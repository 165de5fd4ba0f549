use anyhow::Result;
use chrono::{DateTime, Utc};
use serde::{Deserialize, Serialize};
use sqlx::PgPool;
use uuid::Uuid;

/// Delivery channel for a verification code.
///
/// Part of the challenge matching key: a code issued over WhatsApp
/// never verifies against the email channel.
#[derive(Debug, Clone, Copy, PartialEq, Eq, Hash, Serialize, Deserialize, sqlx::Type)]
#[sqlx(type_name = "TEXT", rename_all = "UPPERCASE")]
#[serde(rename_all = "UPPERCASE")]
pub enum Channel {
    Whatsapp,
    Email,
}

impl Channel {
    pub fn as_str(&self) -> &'static str {
        match self {
            Channel::Whatsapp => "WHATSAPP",
            Channel::Email => "EMAIL",
        }
    }
}

/// Derived lifecycle state of a challenge.
///
/// `Expired` is never stored; it is computed lazily from `expires_at`
/// when the challenge is inspected.
#[derive(Debug, Clone, Copy, PartialEq, Eq)]
pub enum ChallengeStatus {
    Pending,
    Consumed,
    Expired,
}

/// Challenge - a single-use verification code bound to a subject
///
/// The subject is an account id for ordinary sign-in, or an admin
/// session id for the privileged flow.
#[derive(Debug, Clone, Serialize, Deserialize, sqlx::FromRow)]
pub struct Challenge {
    pub id: Uuid,
    pub subject_id: Uuid,
    pub code: String,
    pub channel: Channel,
    pub expires_at: DateTime<Utc>,
    /// Monotonic false -> true; flipped exactly once on verification.
    pub used: bool,
    pub created_at: DateTime<Utc>,
}

impl Challenge {
    pub fn status_at(&self, now: DateTime<Utc>) -> ChallengeStatus {
        if self.used {
            ChallengeStatus::Consumed
        } else if now >= self.expires_at {
            ChallengeStatus::Expired
        } else {
            ChallengeStatus::Pending
        }
    }
}

// =============================================================================
// SQL Queries - ALL queries must be in models/
// =============================================================================

impl Challenge {
    /// Persist a new pending challenge
    pub async fn create(
        subject_id: Uuid,
        code: &str,
        channel: Channel,
        expires_at: DateTime<Utc>,
        pool: &PgPool,
    ) -> Result<Self> {
        let challenge = sqlx::query_as::<_, Challenge>(
            r#"
            INSERT INTO challenges (subject_id, code, channel, expires_at)
            VALUES ($1, $2, $3, $4)
            RETURNING *
            "#,
        )
        .bind(subject_id)
        .bind(code)
        .bind(channel)
        .bind(expires_at)
        .fetch_one(pool)
        .await?;
        Ok(challenge)
    }

    /// Find the unused, unexpired challenge matching subject + code + channel
    pub async fn find_active(
        subject_id: Uuid,
        code: &str,
        channel: Channel,
        now: DateTime<Utc>,
        pool: &PgPool,
    ) -> Result<Option<Self>> {
        let challenge = sqlx::query_as::<_, Challenge>(
            r#"
            SELECT * FROM challenges
            WHERE subject_id = $1 AND code = $2 AND channel = $3
              AND used = FALSE AND expires_at > $4
            ORDER BY created_at DESC
            LIMIT 1
            "#,
        )
        .bind(subject_id)
        .bind(code)
        .bind(channel)
        .bind(now)
        .fetch_optional(pool)
        .await?;
        Ok(challenge)
    }

    /// Mark a challenge consumed. The `used = FALSE` guard makes the
    /// flip atomic under concurrent verification; returns false if
    /// another call already consumed it.
    pub async fn mark_used(id: Uuid, pool: &PgPool) -> Result<bool> {
        let result = sqlx::query("UPDATE challenges SET used = TRUE WHERE id = $1 AND used = FALSE")
            .bind(id)
            .execute(pool)
            .await?;
        Ok(result.rows_affected() == 1)
    }

    /// Count challenges issued for subject + channel since `since`
    pub async fn count_recent(
        subject_id: Uuid,
        channel: Channel,
        since: DateTime<Utc>,
        pool: &PgPool,
    ) -> Result<i64> {
        let count = sqlx::query_scalar::<_, i64>(
            r#"
            SELECT COUNT(*) FROM challenges
            WHERE subject_id = $1 AND channel = $2 AND created_at >= $3
            "#,
        )
        .bind(subject_id)
        .bind(channel)
        .bind(since)
        .fetch_one(pool)
        .await?;
        Ok(count)
    }
}

#[cfg(test)]
mod tests {
    use super::*;
    use chrono::Duration;

    fn challenge(used: bool, expires_in_minutes: i64) -> Challenge {
        let now = Utc::now();
        Challenge {
            id: Uuid::new_v4(),
            subject_id: Uuid::new_v4(),
            code: "123456".to_string(),
            channel: Channel::Whatsapp,
            expires_at: now + Duration::minutes(expires_in_minutes),
            used,
            created_at: now,
        }
    }

    #[test]
    fn test_status_pending() {
        let ch = challenge(false, 10);
        assert_eq!(ch.status_at(Utc::now()), ChallengeStatus::Pending);
    }

    #[test]
    fn test_status_consumed_wins_over_expired() {
        let ch = challenge(true, -5);
        assert_eq!(ch.status_at(Utc::now()), ChallengeStatus::Consumed);
    }

    #[test]
    fn test_status_expired() {
        let ch = challenge(false, 10);
        let later = Utc::now() + Duration::minutes(11);
        assert_eq!(ch.status_at(later), ChallengeStatus::Expired);
    }

    #[test]
    fn test_channel_tags() {
        assert_eq!(Channel::Whatsapp.as_str(), "WHATSAPP");
        assert_eq!(Channel::Email.as_str(), "EMAIL");
    }
}
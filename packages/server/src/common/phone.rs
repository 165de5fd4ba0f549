/// Normalize a phone number for lookup and storage.
///
/// Strips everything except ASCII digits, keeping a single leading `+`
/// if the raw input starts with one. The normalized form is what gets
/// encrypted at signup, so every comparison path must normalize first.
pub fn normalize_phone(input: &str) -> String {
    let trimmed = input.trim();
    let has_plus = trimmed.starts_with('+');

    let digits: String = trimmed.chars().filter(|c| c.is_ascii_digit()).collect();

    if has_plus {
        format!("+{digits}")
    } else {
        digits
    }
}

#[cfg(test)]
mod tests {
    use super::*;

    #[test]
    fn test_strips_punctuation() {
        assert_eq!(normalize_phone("+1 (555) 010-2030"), "+15550102030");
    }

    #[test]
    fn test_plain_digits_unchanged() {
        assert_eq!(normalize_phone("15550102030"), "15550102030");
    }

    #[test]
    fn test_keeps_single_leading_plus_only() {
        assert_eq!(normalize_phone("+1+555+0102030"), "+15550102030");
        assert_eq!(normalize_phone("1+5550102030"), "15550102030");
    }

    #[test]
    fn test_whitespace_and_letters_dropped() {
        assert_eq!(normalize_phone("  +52 55 WHATSAPP 1234 "), "+52551234");
    }

    #[test]
    fn test_empty_input() {
        assert_eq!(normalize_phone(""), "");
        assert_eq!(normalize_phone("abc"), "");
    }
}
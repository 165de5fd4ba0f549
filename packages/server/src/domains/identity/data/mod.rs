pub mod pg;

pub use pg::PgIdentityStore;
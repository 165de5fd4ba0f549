use serde::Deserialize;

/// Response from the Twilio Messages API.
#[derive(Debug, Clone, Deserialize)]
pub struct MessageResponse {
    pub sid: String,
    pub status: String,
}

/// Response from the Resend send endpoint.
#[derive(Debug, Clone, Deserialize)]
pub struct EmailResponse {
    pub id: String,
}

/// Envelope returned by the Cloudflare v4 API.
#[derive(Debug, Clone, Deserialize)]
pub struct CloudflareResponse {
    pub success: bool,
}
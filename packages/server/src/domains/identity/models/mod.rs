pub mod account;
pub mod admin_session;
pub mod challenge;

pub use account::{Account, NewAccount};
pub use admin_session::{AdminSession, NewAdminSession};
pub use challenge::{Challenge, ChallengeStatus, Channel};
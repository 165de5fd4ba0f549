use std::sync::Arc;

use axum::{middleware::Next, response::Response};
use tracing::debug;
use uuid::Uuid;

use crate::domains::identity::JwtService;

/// Authenticated account information from a session token
#[derive(Clone, Debug)]
pub struct AuthUser {
    pub account_id: Uuid,
    pub tenant_slug: String,
}

/// Session authentication middleware
///
/// Extracts the bearer token from the Authorization header, verifies
/// it, and adds AuthUser to request extensions. If no token or an
/// invalid token, the request continues without AuthUser (public access).
pub async fn session_auth_middleware(
    jwt_service: Arc<JwtService>,
    mut request: axum::http::Request<axum::body::Body>,
    next: Next,
) -> Response {
    let auth_user = extract_auth_user(&request, &jwt_service);

    if let Some(user) = auth_user {
        debug!("Authenticated account: {}", user.account_id);
        request.extensions_mut().insert(user);
    } else {
        debug!("No valid session token");
    }

    next.run(request).await
}

/// Extract and verify the session token from a request
fn extract_auth_user(
    request: &axum::http::Request<axum::body::Body>,
    jwt_service: &JwtService,
) -> Option<AuthUser> {
    let auth_header = request.headers().get("authorization")?;
    let auth_str = auth_header.to_str().ok()?;

    // Handle both "Bearer <token>" and raw token
    let token = auth_str.strip_prefix("Bearer ").unwrap_or(auth_str);

    let claims = jwt_service.verify_token(token).ok()?;

    Some(AuthUser {
        account_id: claims.account_id,
        tenant_slug: claims.tenant_slug,
    })
}
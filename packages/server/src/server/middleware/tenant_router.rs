// Host-based tenant routing.
//
// Every request passes through here before any application logic. A
// request for `{slug}.{base_domain}` is rewritten to the tenant-site
// namespace; the apex, `www`, API/auth/admin paths, and anything
// malformed fall through to the main application. Routing never
// errors: a broken Host header fails open to the default site.

use std::sync::Arc;

use axum::extract::{Extension, Request};
use axum::http::{header::HOST, Uri};
use axum::middleware::Next;
use axum::response::Response;

/// Where an inbound request should land.
#[derive(Debug, Clone, PartialEq, Eq)]
pub enum RouteTarget {
    MainApp,
    TenantSite { slug: String, rewritten_path: String },
}

/// Paths that bypass tenant resolution entirely: API and auth
/// surfaces, health checks, and already-namespaced tenant paths.
const BYPASS_PREFIXES: &[&str] = &[
    "/api/",
    "/health",
    "/favicon.ico",
    "/admin",
    "/auth/",
    "/onboarding",
    "/tenant-site/",
];

#[derive(Debug, Clone)]
pub struct TenantRouter {
    base_domain: String,
    /// Leading label of the base domain; `{apex}.{base}` is reserved
    /// and routes to the main app just like `www`.
    apex_label: String,
}

impl TenantRouter {
    pub fn new(base_domain: impl Into<String>) -> Self {
        let base_domain = base_domain.into().to_ascii_lowercase();
        let apex_label = base_domain
            .split('.')
            .next()
            .unwrap_or_default()
            .to_string();
        Self {
            base_domain,
            apex_label,
        }
    }

    fn is_bypass_path(path: &str) -> bool {
        BYPASS_PREFIXES.iter().any(|p| path.starts_with(p))
    }

    /// Map a Host header and request path to a routing target.
    pub fn resolve(&self, host: &str, path: &str) -> RouteTarget {
        if Self::is_bypass_path(path) {
            return RouteTarget::MainApp;
        }

        // Ports never participate in label matching.
        let hostname = host
            .split(':')
            .next()
            .unwrap_or_default()
            .trim()
            .to_ascii_lowercase();

        if hostname.is_empty() || hostname == self.base_domain {
            return RouteTarget::MainApp;
        }

        if let Some(labels) = hostname.strip_suffix(&format!(".{}", self.base_domain)) {
            let slug = labels.split('.').next().unwrap_or_default();
            if slug.is_empty() || slug == "www" || slug == self.apex_label {
                return RouteTarget::MainApp;
            }
            return RouteTarget::TenantSite {
                slug: slug.to_string(),
                rewritten_path: format!("/tenant-site/{slug}{path}"),
            };
        }

        // Local development: `acme.dev.localhost` style hosts with more
        // than two labels treat the first label as the slug.
        if hostname.contains("localhost") {
            let labels: Vec<&str> = hostname.split('.').collect();
            if labels.len() > 2 && !labels[0].is_empty() {
                let slug = labels[0];
                return RouteTarget::TenantSite {
                    slug: slug.to_string(),
                    rewritten_path: format!("/tenant-site/{slug}{path}"),
                };
            }
        }

        // Unknown or malformed hosts fail open to the main app.
        RouteTarget::MainApp
    }
}

/// Axum middleware that rewrites tenant-site requests before routing.
pub async fn tenant_router_middleware(
    Extension(router): Extension<Arc<TenantRouter>>,
    mut request: Request,
    next: Next,
) -> Response {
    let host = request
        .headers()
        .get(HOST)
        .and_then(|h| h.to_str().ok())
        .unwrap_or_default()
        .to_string();
    let path = request.uri().path().to_string();

    if let RouteTarget::TenantSite {
        slug,
        rewritten_path,
    } = router.resolve(&host, &path)
    {
        let query = request
            .uri()
            .query()
            .map(|q| format!("?{q}"))
            .unwrap_or_default();

        // An unparseable rewrite falls open to the original URI.
        if let Ok(uri) = format!("{rewritten_path}{query}").parse::<Uri>() {
            tracing::debug!(slug, path = %rewritten_path, "rewrote request to tenant site");
            *request.uri_mut() = uri;
        }
    }

    next.run(request).await
}
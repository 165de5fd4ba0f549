// Solvik Identity Core
//
// Backend for the multi-tenant Solvik platform: phone-number identity
// with encryption at rest, OTP challenges over WhatsApp and email,
// member sessions, two-factor admin elevation, and host-based tenant
// routing.

pub mod common;
pub mod config;
pub mod domains;
pub mod kernel;
pub mod server;

pub use config::*;
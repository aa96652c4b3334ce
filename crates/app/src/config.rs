//! Application configuration loaded from a TOML file.
//!
//! Every key is optional; missing keys keep their defaults, so a file can
//! override just the values it cares about:
//!
//! ```toml
//! data_dir = "/var/lib/rocketsci"
//!
//! [launch]
//! specific_impulse_s = 450.0
//!
//! [ranges.thrust_kn]
//! min = 100.0
//! max = 1200.0
//! ```

use std::path::{Path, PathBuf};
use rocketsci_core::DesignRanges;
use rocketsci_lab::LaunchModel;
use serde::{Deserialize, Serialize};
use tracing::info;
use crate::error::Result;

/// Default directory for persisted state.
pub const DEFAULT_DATA_DIR: &str = ".rocketsci";

/// Runtime configuration.
#[derive(Debug, Clone, PartialEq, Serialize, Deserialize)]
#[serde(default)]
pub struct AppConfig {
    /// Directory for persisted records
    pub data_dir: PathBuf,

    /// Launch model constants
    pub launch: LaunchModel,

    /// Accepted design parameter ranges
    pub ranges: DesignRanges,
}

impl Default for AppConfig {
    fn default() -> Self {
        Self {
            data_dir: PathBuf::from(DEFAULT_DATA_DIR),
            launch: LaunchModel::default(),
            ranges: DesignRanges::default(),
        }
    }
}

impl AppConfig {
    /// Parse configuration from TOML text.
    pub fn from_toml_str(text: &str) -> Result<Self> {
        Ok(toml::from_str(text)?)
    }

    /// Read configuration from `path`.
    pub async fn load(path: impl AsRef<Path>) -> Result<Self> {
        let path = path.as_ref();
        let text = tokio::fs::read_to_string(path).await?;
        let config = Self::from_toml_str(&text)?;
        info!("Loaded config from {}", path.display());
        Ok(config)
    }

    /// Read configuration from `path` if given and present, else defaults.
    pub async fn load_or_default(path: Option<&Path>) -> Result<Self> {
        let Some(path) = path else {
            return Ok(Self::default());
        };
        if tokio::fs::try_exists(path).await? {
            Self::load(path).await
        } else {
            info!("No config at {}, using defaults", path.display());
            Ok(Self::default())
        }
    }
}

#[cfg(test)]
mod tests {
    use super::*;
    use crate::error::AppError;

    #[test]
    fn test_empty_file_is_default() {
        assert_eq!(AppConfig::from_toml_str("").unwrap(), AppConfig::default());
    }

    #[test]
    fn test_partial_override() {
        let config = AppConfig::from_toml_str(
            r#"
            data_dir = "/tmp/rs"

            [launch]
            specific_impulse_s = 500.0

            [ranges.thrust_kn]
            min = 10.0
            max = 2000.0
            "#,
        )
        .unwrap();

        assert_eq!(config.data_dir, PathBuf::from("/tmp/rs"));
        assert_eq!(config.launch.specific_impulse_s, 500.0);
        assert_eq!(config.launch.structure_mass_kg, 500.0);
        assert_eq!(config.ranges.thrust_kn.max, 2000.0);
        assert_eq!(config.ranges.fuel_mass_kg, DesignRanges::default().fuel_mass_kg);
    }

    #[test]
    fn test_bad_type_is_config_error() {
        let err = AppConfig::from_toml_str("data_dir = 5").unwrap_err();
        assert!(matches!(err, AppError::Config(_)));
    }

    #[tokio::test]
    async fn test_missing_file_falls_back() {
        let dir = tempfile::tempdir().unwrap();
        let path = dir.path().join("absent.toml");
        let config = AppConfig::load_or_default(Some(path.as_path())).await.unwrap();
        assert_eq!(config, AppConfig::default());
    }

    #[tokio::test]
    async fn test_load_from_file() {
        let dir = tempfile::tempdir().unwrap();
        let path = dir.path().join("rocketsci.toml");
        tokio::fs::write(&path, "[launch]\ngravity = 9.81\n").await.unwrap();
        let config = AppConfig::load_or_default(Some(path.as_path())).await.unwrap();
        assert_eq!(config.launch.gravity, 9.81);
    }
}
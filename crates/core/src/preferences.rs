//! User preferences persisted alongside progress.

use serde::{Deserialize, Serialize};

/// First-run flow flags.
#[derive(Debug, Clone, Copy, Default, PartialEq, Eq, Serialize, Deserialize)]
#[serde(default)]
pub struct OnboardingState {
    /// Intro slides were finished
    pub has_completed_onboarding: bool,

    /// Educational-use disclaimer was accepted
    pub has_accepted_disclaimer: bool,
}

/// Sound settings.
#[derive(Debug, Clone, Copy, PartialEq, Serialize, Deserialize)]
#[serde(default)]
pub struct AudioSettings {
    /// Master mute
    pub is_muted: bool,

    /// Background music volume, 0..=1
    pub music_volume: f32,

    /// Sound effect volume, 0..=1
    pub sfx_volume: f32,
}

impl Default for AudioSettings {
    fn default() -> Self {
        Self {
            is_muted: false,
            music_volume: 0.3,
            sfx_volume: 0.5,
        }
    }
}

impl AudioSettings {
    /// Flip the mute flag.
    pub fn toggle_mute(&mut self) {
        self.is_muted = !self.is_muted;
    }

    /// Set music volume, clamped to 0..=1.
    pub fn set_music_volume(&mut self, volume: f32) {
        self.music_volume = clamp_volume(volume);
    }

    /// Set effect volume, clamped to 0..=1.
    pub fn set_sfx_volume(&mut self, volume: f32) {
        self.sfx_volume = clamp_volume(volume);
    }
}

fn clamp_volume(volume: f32) -> f32 {
    if volume.is_nan() {
        0.0
    } else {
        volume.clamp(0.0, 1.0)
    }
}
//! The shipped lesson catalog.
//!
//! Eight modules forming a single unlock chain, three lessons each.

use crate::catalog::{Catalog, Lesson, Module};

/// Build the reference module list.
pub fn reference_modules() -> Vec<Module> {
    vec![
        Module::new("newton", "Newton's Laws", "The foundation of rocket science")
            .with_lesson(Lesson::new(
                "n1",
                "First Law: Inertia",
                "3 min",
                "An object at rest stays at rest, and an object in motion stays in motion unless a force acts on it. In space there is no air resistance, so rockets keep moving even after engines cut off.",
            ))
            .with_lesson(Lesson::new(
                "n2",
                "Second Law: F=ma",
                "4 min",
                "Force equals mass times acceleration. The less mass a rocket has, the faster it accelerates with the same thrust.",
            ))
            .with_lesson(Lesson::new(
                "n3",
                "Third Law: Action-Reaction",
                "3 min",
                "Rockets push hot gas down, and the gas pushes the rocket up. This is how rockets work in the vacuum of space.",
            )),
        Module::new("space", "Rockets in Space", "Why rockets work in vacuum")
            .requires("newton")
            .with_lesson(Lesson::new(
                "s1",
                "No Air, No Problem",
                "3 min",
                "Rockets don't push against air, they push against their own exhaust.",
            ))
            .with_lesson(Lesson::new(
                "s2",
                "Thrust and Propellant",
                "4 min",
                "Rockets carry their own oxidizer mixed with fuel. Burned propellant expands and leaves the nozzle at enormous speed, creating thrust.",
            ))
            .with_lesson(Lesson::new(
                "s3",
                "The Rocket Equation",
                "5 min",
                "The Tsiolkovsky equation: going faster needs more fuel, but more fuel is more mass to push. That balance is why rockets have stages.",
            )),
        Module::new("gravity", "Gravity & Escape", "Breaking free from Earth")
            .requires("space")
            .with_lesson(Lesson::new(
                "g1",
                "What is Gravity?",
                "3 min",
                "Earth's gravity pulls everything toward its center at 9.8 m/s². Rockets must fight this constant pull.",
            ))
            .with_lesson(Lesson::new(
                "g2",
                "Escape Velocity",
                "4 min",
                "Leaving Earth for good takes 11.2 km/s, the speed needed to break free of its gravitational pull.",
            ))
            .with_lesson(Lesson::new(
                "g3",
                "Orbital Mechanics",
                "5 min",
                "Go sideways fast enough (7.8 km/s) and Earth curves away beneath you as you fall. Always falling, always missing the ground.",
            )),
        Module::new("failures", "Why Missions Fail", "Learning from mistakes")
            .requires("gravity")
            .with_lesson(Lesson::new(
                "f1",
                "Fuel Miscalculations",
                "4 min",
                "Running out of fuel mid-mission is catastrophic. Early Moon missions underestimated the fuel needed for landing and return.",
            ))
            .with_lesson(Lesson::new(
                "f2",
                "Navigation Errors",
                "4 min",
                "A tiny navigation error can mean missing the Moon by thousands of kilometers.",
            ))
            .with_lesson(Lesson::new(
                "f3",
                "Landing Challenges",
                "5 min",
                "The Moon has no atmosphere for parachutes. Landers burn precious fuel to slow down.",
            )),
        Module::new("staging", "Rocket Staging", "Shedding weight to go faster")
            .requires("failures")
            .with_lesson(Lesson::new(
                "st1",
                "Why Use Stages?",
                "4 min",
                "Empty tanks are dead weight. Dropping used stages makes the rocket lighter. Saturn V used 3 stages to reach the Moon.",
            ))
            .with_lesson(Lesson::new(
                "st2",
                "Stage Separation",
                "3 min",
                "Explosive bolts and separation motors push stages apart in milliseconds. Timing must be perfect.",
            ))
            .with_lesson(Lesson::new(
                "st3",
                "Optimal Staging",
                "5 min",
                "Drop a stage too early and fuel is wasted; too late and you carry dead weight.",
            )),
        Module::new("navigation", "Space Navigation", "Finding your way in the void")
            .requires("staging")
            .with_lesson(Lesson::new(
                "nav1",
                "Star Tracking",
                "4 min",
                "There is no GPS in deep space. Spacecraft navigate by tracking stars with precise instruments.",
            ))
            .with_lesson(Lesson::new(
                "nav2",
                "Trajectory Planning",
                "5 min",
                "You don't aim at the Moon, you aim at where it will be in 3 days.",
            ))
            .with_lesson(Lesson::new(
                "nav3",
                "Mid-Course Corrections",
                "4 min",
                "Small burns adjust the trajectory in flight. Tiny errors compound over vast distances.",
            )),
        Module::new("lunar", "Lunar Operations", "Surviving on the Moon")
            .requires("navigation")
            .with_lesson(Lesson::new(
                "lu1",
                "Lunar Descent",
                "5 min",
                "With no atmosphere, landers use rockets to slow from 6,000 km/h to zero while fuel runs out.",
            ))
            .with_lesson(Lesson::new(
                "lu2",
                "Surface Operations",
                "4 min",
                "One sixth of Earth's gravity, extreme temperature swings and deadly radiation. Every EVA is carefully planned.",
            ))
            .with_lesson(Lesson::new(
                "lu3",
                "Lunar Ascent",
                "4 min",
                "The ascent module must work on the first try. No rescue mission is possible.",
            )),
        Module::new("advanced", "Mission Control", "The brains behind the mission")
            .requires("lunar")
            .with_lesson(Lesson::new(
                "adv1",
                "Communication Delays",
                "4 min",
                "Radio signals take 1.3 seconds to reach the Moon, so real-time control is impossible.",
            ))
            .with_lesson(Lesson::new(
                "adv2",
                "Abort Scenarios",
                "5 min",
                "Return to launch site, emergency orbit, lunar flyby return: crews train for every abort mode.",
            ))
            .with_lesson(Lesson::new(
                "adv3",
                "Redundancy & Backup",
                "4 min",
                "Critical systems have backups for their backups. Apollo 13 survived because of them.",
            )),
    ]
}

impl Catalog {
    /// The shipped catalog.
    pub fn reference() -> Self {
        Catalog::unchecked(reference_modules())
    }
}

#[cfg(test)]
mod tests {
    use super::*;

    #[test]
    fn test_reference_catalog_validates() {
        assert!(Catalog::new(reference_modules()).is_ok());
    }

    #[test]
    fn test_reference_catalog_shape() {
        let catalog = Catalog::reference();
        assert_eq!(catalog.len(), 8);
        assert_eq!(catalog.lesson_count(), 24);

        let roots: Vec<_> = catalog.modules().iter().filter(|m| m.is_root()).collect();
        assert_eq!(roots.len(), 1);
        assert_eq!(roots[0].id.as_str(), "newton");
    }

    #[test]
    fn test_reference_catalog_is_a_chain() {
        let catalog = Catalog::reference();
        let modules = catalog.modules();
        for pair in modules.windows(2) {
            assert_eq!(pair[1].required_module_id.as_ref(), Some(&pair[0].id));
        }
    }
}
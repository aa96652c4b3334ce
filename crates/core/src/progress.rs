//! Progress model - the persisted set of completed lessons.

use serde::{Deserialize, Serialize};
use std::collections::BTreeSet;
use crate::id::LessonId;

/// Completed lesson ids.
///
/// Ids are not checked against the catalog; unknown ids are kept but can
/// never complete a module.
#[derive(Debug, Clone, Default, PartialEq, Eq, Serialize, Deserialize)]
pub struct ProgressState {
    /// Completed lessons
    #[serde(default)]
    pub completed_lessons: BTreeSet<LessonId>,
}

impl ProgressState {
    /// Create an empty progress state.
    pub fn new() -> Self {
        Self::default()
    }

    /// Record a lesson as completed. Returns `false` if it already was.
    pub fn insert(&mut self, lesson_id: LessonId) -> bool {
        self.completed_lessons.insert(lesson_id)
    }

    /// Whether the lesson is completed.
    pub fn contains(&self, lesson_id: &str) -> bool {
        self.completed_lessons.contains(lesson_id)
    }

    /// Number of completed ids, including unknown ones.
    pub fn len(&self) -> usize {
        self.completed_lessons.len()
    }

    /// Whether nothing is completed.
    pub fn is_empty(&self) -> bool {
        self.completed_lessons.is_empty()
    }

    /// Iterate completed ids in sorted order.
    pub fn iter(&self) -> impl Iterator<Item = &LessonId> {
        self.completed_lessons.iter()
    }

    /// Forget all progress.
    pub fn clear(&mut self) {
        self.completed_lessons.clear();
    }
}

impl FromIterator<LessonId> for ProgressState {
    fn from_iter<I: IntoIterator<Item = LessonId>>(iter: I) -> Self {
        Self {
            completed_lessons: iter.into_iter().collect(),
        }
    }
}

/// Per-module progression state.
///
/// Transitions only move forward: `Locked -> Unlocked -> Completed`.
#[derive(Debug, Clone, Copy, PartialEq, Eq, Hash, Serialize, Deserialize)]
pub enum ModuleStatus {
    /// Prerequisite not yet complete
    Locked,
    /// Available, some lessons outstanding
    Unlocked,
    /// Available and every lesson completed
    Completed,
}

impl ModuleStatus {
    /// Whether lessons in the module can be opened.
    pub fn is_unlocked(self) -> bool {
        !matches!(self, ModuleStatus::Locked)
    }
}
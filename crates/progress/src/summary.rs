//! Aggregate completion figures for display.

use serde::{Deserialize, Serialize};
use rocketsci_core::{ModuleId, ModuleStatus};

/// Completion of one module.
#[derive(Debug, Clone, PartialEq, Serialize, Deserialize)]
pub struct ModuleProgress {
    /// Module id
    pub module_id: ModuleId,
    /// Display name
    pub title: String,
    /// Completed lessons in this module
    pub completed_lessons: usize,
    /// Lessons in this module
    pub total_lessons: usize,
    /// Progression state
    pub status: ModuleStatus,
}

/// Completion across the catalog.
///
/// Only catalog lessons are counted, so stale ids never push the
/// percentage past 100.
#[derive(Debug, Clone, PartialEq, Serialize, Deserialize)]
pub struct ProgressSummary {
    /// Completed catalog lessons
    pub completed_lessons: usize,
    /// Lessons in the catalog
    pub total_lessons: usize,
    /// Percentage complete (0-100)
    pub percentage: f32,
    /// Per-module breakdown in catalog order
    pub modules: Vec<ModuleProgress>,
}

impl ProgressSummary {
    /// Total up a per-module breakdown.
    pub fn from_modules(modules: Vec<ModuleProgress>) -> Self {
        let completed_lessons = modules.iter().map(|m| m.completed_lessons).sum();
        let total_lessons = modules.iter().map(|m| m.total_lessons).sum();

        let percentage = if total_lessons > 0 {
            (completed_lessons as f32 / total_lessons as f32) * 100.0
        } else {
            0.0
        };

        Self {
            completed_lessons,
            total_lessons,
            percentage,
            modules,
        }
    }

    /// Modules with every lesson done.
    pub fn completed_modules(&self) -> usize {
        self.modules
            .iter()
            .filter(|m| m.status == ModuleStatus::Completed)
            .count()
    }
}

_Problem to work on_
Take every line above that includes "UPPERCASE" and list it.

_Expected output_
#[sqlx(type_name = "TEXT", rename_all = "UPPERCASE")]
#[serde(rename_all = "UPPERCASE")]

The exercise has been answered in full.